With that baseline, think about what position you want to be in. How much value does your product bring in comparison? Some of this pricing strategy is intuitive. Ask yourself, am I creating a better product than them? Is it perceived as a better product?
If you want to get quantitative about it, you can map out the bell curve of market prices with standard deviations. Set specific market positions for yourself and of your competitors.
Once you have the maximum and minimum prices, you’re going to choose five prices in that range.
Costumer Price Sensitivity
When picking the prices to test, we used a specific pricing strategy. Specific pricing involves choosing an exact price like $43.31. Notice that $43.31 is highly specific whereas a price like $43.00 is not. Essentially, you want the number to reflect the thoughtfulness and built-in logic that went into choosing the number. This exact number signifies a fairly calculated price. When we priced OptiMind, we also combined specific pricing with a gut-bias theory on odd numbers. Here are the rules for picking the prices:
- Only odd numbers in the decimal places
- No 9’s
- Choose specific numbers
- Make the numbers look and feel “pretty”
Perceived Value of a Product
Google Consumer Surveys is a great service that I have written about before. For $50, you can ask 500 people anything. Once you have 5 prices to test the market with, you can launch 5 different surveys and find out which price people will go for most often. Here’s one of our surveys:
We gave everyone the same brief description of our product and then asked if they’d buy it for X amount. Each survey said the exact same thing, but we changed the price to test consumer sensitivity.
While looking at the survey, consider who your target buyer is and play with the sidebar that contains the demographic information. You can toggle between age ranges, sex, income, and more. This can be enormously powerful. Keep in mind who the actual buyer of your product will be and not just your targeted consumer.
For example, if the product is likely to be purchased as a gift, the end consumer will not be making the purchase. The sex or age of the buyer may differ than the targeted consumer. With OptiMind, our product goes straight to the consumer, as opposed to being sold in retail stores, so we knew exactly what they were willing to pay based on the survey.
At this point, you can calculate which of the best-surveyed price points will increase your profits the most.
Here’s the spreadsheet file where you can input your own results to see the percentage change in terms of revenue. With the change in revenue, you can calculate the affect on your business’ profits.
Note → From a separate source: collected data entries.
//! # Linear Memory Access
//!
//! The one capability every formatter needs from the debugger host: reading
//! bytes out of the paused wasm instance.
//!
//! - [`WasmInterface`]: the host-side trait
//! - [`LinearMemory`]: a flat byte vector, the shape of a wasm32 memory (snapshots, tests)
//! - [`CachedMemory`]: read-through page cache for hosts where each read is a round trip
//!
//! Reads are blocking. The debuggee has to stay paused for the whole render so
//! a child value observes the same memory as its parent.

use std::cell::RefCell;
use std::collections::HashMap;
use std::rc::Rc;

use tracing::trace;

use crate::error::{LensError, Result};
use crate::types::Address;

/// Memory access supplied by the debugger host
///
/// Implementations must return exactly `length` bytes or an error; a short
/// read is a fault, not a partial success.
pub trait WasmInterface
{
    /// Read `length` bytes starting at `address`.
    ///
    /// ## Errors
    ///
    /// - `MemoryFault`: any part of the range is outside accessible memory
    fn read_memory(&self, address: Address, length: u32) -> Result<Vec<u8>>;
}

impl<T: WasmInterface + ?Sized> WasmInterface for &T
{
    fn read_memory(&self, address: Address, length: u32) -> Result<Vec<u8>>
    {
        (**self).read_memory(address, length)
    }
}

/// Zero-based linear memory held in a byte vector
///
/// ## Example
///
/// ```rust
/// use cxxlens_core::memory::{LinearMemory, WasmInterface};
/// use cxxlens_core::types::Address;
///
/// let mut memory = LinearMemory::new(64);
/// memory.write(Address::new(8), b"hi").unwrap();
/// assert_eq!(memory.read_memory(Address::new(8), 2).unwrap(), b"hi");
/// assert!(memory.read_memory(Address::new(63), 2).is_err());
/// ```
#[derive(Debug, Clone, Default, PartialEq, Eq)]
pub struct LinearMemory
{
    bytes: Vec<u8>,
}

impl LinearMemory
{
    /// Create `size` bytes of zeroed memory.
    pub fn new(size: u32) -> Self
    {
        Self {
            bytes: vec![0; size as usize],
        }
    }

    /// Wrap existing bytes; byte 0 is address 0.
    pub fn from_bytes(bytes: Vec<u8>) -> Self
    {
        Self { bytes }
    }

    /// Size in bytes.
    pub fn len(&self) -> usize
    {
        self.bytes.len()
    }

    /// Whether the memory has no bytes at all.
    pub fn is_empty(&self) -> bool
    {
        self.bytes.is_empty()
    }

    fn range(&self, address: Address, length: usize) -> Result<std::ops::Range<usize>>
    {
        let fault = || LensError::MemoryFault {
            address,
            length: u32::try_from(length).unwrap_or(u32::MAX),
        };
        let start = address.value() as usize;
        let end = start.checked_add(length).ok_or_else(fault)?;
        if end > self.bytes.len() {
            return Err(fault());
        }
        Ok(start..end)
    }

    /// Copy `data` into memory at `address`.
    ///
    /// ## Errors
    ///
    /// - `MemoryFault`: the range does not fit in memory
    pub fn write(&mut self, address: Address, data: &[u8]) -> Result<()>
    {
        let range = self.range(address, data.len())?;
        self.bytes[range].copy_from_slice(data);
        Ok(())
    }

    /// Write a little-endian `u16`.
    pub fn write_u16(&mut self, address: Address, value: u16) -> Result<()>
    {
        self.write(address, &value.to_le_bytes())
    }

    /// Write a little-endian `u32`.
    pub fn write_u32(&mut self, address: Address, value: u32) -> Result<()>
    {
        self.write(address, &value.to_le_bytes())
    }

    /// Write a little-endian `u64`.
    pub fn write_u64(&mut self, address: Address, value: u64) -> Result<()>
    {
        self.write(address, &value.to_le_bytes())
    }
}

impl WasmInterface for LinearMemory
{
    fn read_memory(&self, address: Address, length: u32) -> Result<Vec<u8>>
    {
        let range = self.range(address, length as usize)?;
        Ok(self.bytes[range].to_vec())
    }
}

fn page_align_down(value: u32, page_size: u32) -> u32
{
    value & !(page_size - 1)
}

/// Read-through cache that stores pages fetched from the host
///
/// Formatting one value touches the same few cache lines repeatedly (a string
/// header, then its buffer, then the next field). Each host read can be a round
/// trip to the debuggee, so whole pages are fetched once and served locally.
///
/// The cache is only valid while the debuggee stays paused; call
/// [`CachedMemory::clear`] whenever it resumes.
///
/// ## Thread Safety
///
/// Not thread-safe; the engine formats on a single thread.
#[derive(Debug)]
pub struct CachedMemory<M>
{
    inner: M,
    page_size: u32,
    pages: RefCell<HashMap<u32, Rc<Vec<u8>>>>,
}

impl<M: WasmInterface> CachedMemory<M>
{
    /// Wrap `inner` with 4 KiB pages.
    pub fn new(inner: M) -> Self
    {
        Self::with_page_size(inner, crate::config::PAGE_SIZE)
    }

    /// Wrap `inner` with a custom page size (rounded up to a power of two, at least 64 bytes).
    pub fn with_page_size(inner: M, page_size: u32) -> Self
    {
        Self {
            inner,
            page_size: page_size.max(64).next_power_of_two(),
            pages: RefCell::new(HashMap::new()),
        }
    }

    /// The wrapped memory.
    pub fn inner(&self) -> &M
    {
        &self.inner
    }

    /// Page size in bytes.
    pub fn page_size(&self) -> u32
    {
        self.page_size
    }

    /// Number of pages currently cached.
    pub fn cached_pages(&self) -> usize
    {
        self.pages.borrow().len()
    }

    /// Clears all cached pages.
    pub fn clear(&self)
    {
        self.pages.borrow_mut().clear();
    }

    /// Invalidates any cached pages overlapping the provided range.
    pub fn invalidate_range(&self, address: Address, length: u32)
    {
        if length == 0 {
            return;
        }
        let end = u64::from(address.value()) + u64::from(length);
        let mut pages = self.pages.borrow_mut();
        let mut base = u64::from(page_align_down(address.value(), self.page_size));
        while base < end {
            // base never exceeds the u32 range: it starts aligned below a u32 address
            pages.remove(&(base as u32));
            base += u64::from(self.page_size);
        }
    }

    /// Fetch a whole page, or `None` if the page runs past accessible memory.
    fn fetch_page(&self, base: u32) -> Option<Rc<Vec<u8>>>
    {
        if let Some(existing) = self.pages.borrow().get(&base) {
            return Some(existing.clone());
        }

        match self.inner.read_memory(Address::new(base), self.page_size) {
            Ok(data) => {
                let page = Rc::new(data);
                self.pages.borrow_mut().insert(base, page.clone());
                Some(page)
            }
            Err(err) => {
                trace!(base = %Address::new(base), %err, "page not cacheable, reading directly");
                None
            }
        }
    }
}

impl<M: WasmInterface> WasmInterface for CachedMemory<M>
{
    fn read_memory(&self, address: Address, length: u32) -> Result<Vec<u8>>
    {
        if length == 0 {
            return Ok(Vec::new());
        }
        address.checked_add(length - 1).ok_or(LensError::MemoryFault { address, length })?;

        let mut output = Vec::with_capacity(length as usize);
        let mut copied = 0u32;
        while copied < length {
            let absolute = address.value() + copied;
            let page_base = page_align_down(absolute, self.page_size);
            let page_offset = absolute - page_base;
            let chunk = (length - copied).min(self.page_size - page_offset);

            match self.fetch_page(page_base) {
                Some(page) => {
                    let start = page_offset as usize;
                    output.extend_from_slice(&page[start..start + chunk as usize]);
                }
                None => {
                    // Page straddles the end of memory; let the host decide on the exact range.
                    let bytes = self.inner.read_memory(Address::new(absolute), chunk)?;
                    output.extend_from_slice(&bytes);
                }
            }
            copied += chunk;
        }

        Ok(output)
    }
}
If you want to optimize a product’s price, then you need to ask the people who will be buying it. This is fundamental. You need to test consumer price sensitivity for an equilibrium price. If the percent increase in price is less than the percent decrease in demand, then you should raise the price. Yet, this is only true up to the point of profit maximization because, in the real world, expenses change based on quantity and scale.
The Golden Rule in Pricing Strategy
The age-old tale that you can never raise your price, but you can always lower it is completely true. Raising prices has ruined businesses. That’s why it’s the foundation for this golden rule: When in doubt, go with the higher price.
Tools for Pricing
- Google Consumer Survey – online survey allowing for market testing with specific demographic information ($50 for 500 people).
- Spreadsheet – calculate change in revenue based on responses to price survey.
This is my recommendation based on my own experience. Feel free to leave your comments below to discuss your own experiences. However, if you’re trolling without constructive criticism, then please kindly go to Reddit.
Note: The information in this article is specific to fist time purchase intent pricing. This is completely different from lifetime value pricing. Just because a customer buys the product one time at a certain price, that doesn’t mean he or she will continue buying it at that price over a lifetime. I will share my experience with lifetime pricing later.